*WORK TO COMPLETE*:
Report each line of the data that includes the word "Mutex".

*RECORD EXCERPTS*:
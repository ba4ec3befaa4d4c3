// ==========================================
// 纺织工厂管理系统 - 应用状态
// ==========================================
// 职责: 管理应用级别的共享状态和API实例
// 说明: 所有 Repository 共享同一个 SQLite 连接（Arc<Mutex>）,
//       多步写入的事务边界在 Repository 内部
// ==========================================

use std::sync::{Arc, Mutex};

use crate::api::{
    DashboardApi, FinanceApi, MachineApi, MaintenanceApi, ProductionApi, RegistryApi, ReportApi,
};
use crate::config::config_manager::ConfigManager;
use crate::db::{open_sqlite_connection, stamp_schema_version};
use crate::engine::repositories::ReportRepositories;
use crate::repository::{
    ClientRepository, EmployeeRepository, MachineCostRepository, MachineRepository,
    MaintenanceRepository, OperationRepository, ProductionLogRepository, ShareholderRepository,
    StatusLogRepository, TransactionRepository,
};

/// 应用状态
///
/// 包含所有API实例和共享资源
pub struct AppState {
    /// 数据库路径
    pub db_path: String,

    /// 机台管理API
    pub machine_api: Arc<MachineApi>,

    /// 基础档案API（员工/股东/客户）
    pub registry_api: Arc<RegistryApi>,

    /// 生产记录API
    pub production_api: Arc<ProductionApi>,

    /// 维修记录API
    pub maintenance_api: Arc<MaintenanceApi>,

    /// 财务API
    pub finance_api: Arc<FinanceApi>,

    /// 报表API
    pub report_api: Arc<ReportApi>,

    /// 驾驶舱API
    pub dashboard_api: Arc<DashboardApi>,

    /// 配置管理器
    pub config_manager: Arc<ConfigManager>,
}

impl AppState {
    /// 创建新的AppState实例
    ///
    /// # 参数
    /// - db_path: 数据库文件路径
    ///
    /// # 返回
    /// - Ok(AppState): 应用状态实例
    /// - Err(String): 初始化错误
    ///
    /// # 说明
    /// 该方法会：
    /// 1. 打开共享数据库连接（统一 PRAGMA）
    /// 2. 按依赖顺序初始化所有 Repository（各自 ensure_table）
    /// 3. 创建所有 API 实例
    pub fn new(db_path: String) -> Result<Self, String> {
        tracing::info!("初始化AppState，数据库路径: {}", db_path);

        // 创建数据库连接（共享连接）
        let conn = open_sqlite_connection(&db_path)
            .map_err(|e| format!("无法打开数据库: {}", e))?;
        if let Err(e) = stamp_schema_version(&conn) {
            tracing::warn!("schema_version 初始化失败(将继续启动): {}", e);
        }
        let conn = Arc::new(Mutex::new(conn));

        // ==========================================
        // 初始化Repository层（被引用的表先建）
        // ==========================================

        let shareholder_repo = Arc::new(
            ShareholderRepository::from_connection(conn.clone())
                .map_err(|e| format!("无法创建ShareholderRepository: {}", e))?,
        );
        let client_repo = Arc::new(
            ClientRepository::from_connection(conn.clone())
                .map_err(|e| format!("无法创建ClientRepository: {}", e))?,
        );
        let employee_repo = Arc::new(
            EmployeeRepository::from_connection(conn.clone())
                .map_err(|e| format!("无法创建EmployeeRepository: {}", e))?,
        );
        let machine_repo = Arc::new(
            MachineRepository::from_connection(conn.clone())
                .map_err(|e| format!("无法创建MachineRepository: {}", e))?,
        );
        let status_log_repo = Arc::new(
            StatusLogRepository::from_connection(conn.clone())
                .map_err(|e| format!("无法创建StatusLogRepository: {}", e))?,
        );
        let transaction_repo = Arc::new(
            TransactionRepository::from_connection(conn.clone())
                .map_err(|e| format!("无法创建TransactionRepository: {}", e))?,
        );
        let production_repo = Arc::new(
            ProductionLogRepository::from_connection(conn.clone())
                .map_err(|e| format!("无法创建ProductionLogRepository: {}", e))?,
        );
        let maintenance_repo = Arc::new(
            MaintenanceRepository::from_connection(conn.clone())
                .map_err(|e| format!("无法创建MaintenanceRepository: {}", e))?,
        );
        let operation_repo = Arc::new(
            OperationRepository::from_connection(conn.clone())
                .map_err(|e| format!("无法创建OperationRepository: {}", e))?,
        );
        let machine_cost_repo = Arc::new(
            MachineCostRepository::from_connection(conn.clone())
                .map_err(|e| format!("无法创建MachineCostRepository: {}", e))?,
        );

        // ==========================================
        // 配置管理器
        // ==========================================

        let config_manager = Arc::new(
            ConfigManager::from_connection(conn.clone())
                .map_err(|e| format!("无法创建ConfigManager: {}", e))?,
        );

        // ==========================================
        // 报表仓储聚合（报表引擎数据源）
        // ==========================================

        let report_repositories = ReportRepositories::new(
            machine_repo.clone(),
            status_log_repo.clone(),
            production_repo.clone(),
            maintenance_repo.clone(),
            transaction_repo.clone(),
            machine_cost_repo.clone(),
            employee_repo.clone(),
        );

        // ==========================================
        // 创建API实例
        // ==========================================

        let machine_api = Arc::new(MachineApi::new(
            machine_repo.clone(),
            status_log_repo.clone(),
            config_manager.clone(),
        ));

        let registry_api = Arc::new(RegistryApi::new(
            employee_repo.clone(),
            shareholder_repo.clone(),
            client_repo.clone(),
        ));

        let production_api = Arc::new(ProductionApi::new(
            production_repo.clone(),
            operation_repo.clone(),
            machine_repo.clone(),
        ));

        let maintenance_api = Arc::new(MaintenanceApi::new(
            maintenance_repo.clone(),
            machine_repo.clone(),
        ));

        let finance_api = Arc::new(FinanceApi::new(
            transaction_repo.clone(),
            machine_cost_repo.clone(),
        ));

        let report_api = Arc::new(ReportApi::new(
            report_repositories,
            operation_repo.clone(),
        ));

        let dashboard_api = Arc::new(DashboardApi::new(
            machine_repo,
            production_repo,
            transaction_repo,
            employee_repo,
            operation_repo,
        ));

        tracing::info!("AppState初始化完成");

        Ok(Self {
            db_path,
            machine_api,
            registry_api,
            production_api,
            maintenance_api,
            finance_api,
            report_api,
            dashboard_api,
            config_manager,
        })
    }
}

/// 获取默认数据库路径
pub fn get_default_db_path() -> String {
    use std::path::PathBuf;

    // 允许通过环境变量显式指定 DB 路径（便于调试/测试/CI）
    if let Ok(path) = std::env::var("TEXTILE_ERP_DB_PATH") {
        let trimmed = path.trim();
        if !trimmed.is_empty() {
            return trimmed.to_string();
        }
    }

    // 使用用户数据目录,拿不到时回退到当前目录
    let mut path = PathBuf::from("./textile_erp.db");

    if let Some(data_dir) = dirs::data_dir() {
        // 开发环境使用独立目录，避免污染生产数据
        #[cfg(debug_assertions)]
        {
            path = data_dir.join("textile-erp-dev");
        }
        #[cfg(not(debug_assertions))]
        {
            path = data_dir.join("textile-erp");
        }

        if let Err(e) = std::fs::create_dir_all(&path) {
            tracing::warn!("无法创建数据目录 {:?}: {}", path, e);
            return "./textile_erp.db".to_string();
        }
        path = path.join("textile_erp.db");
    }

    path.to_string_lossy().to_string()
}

*RESPONSE TO THE EXERCISE*:
// 说明: 所有 Repository 共享同一个 SQLite 连接（Arc<Mutex>）,
use std::sync::{Arc, Mutex};
        let conn = Arc::new(Mutex::new(conn));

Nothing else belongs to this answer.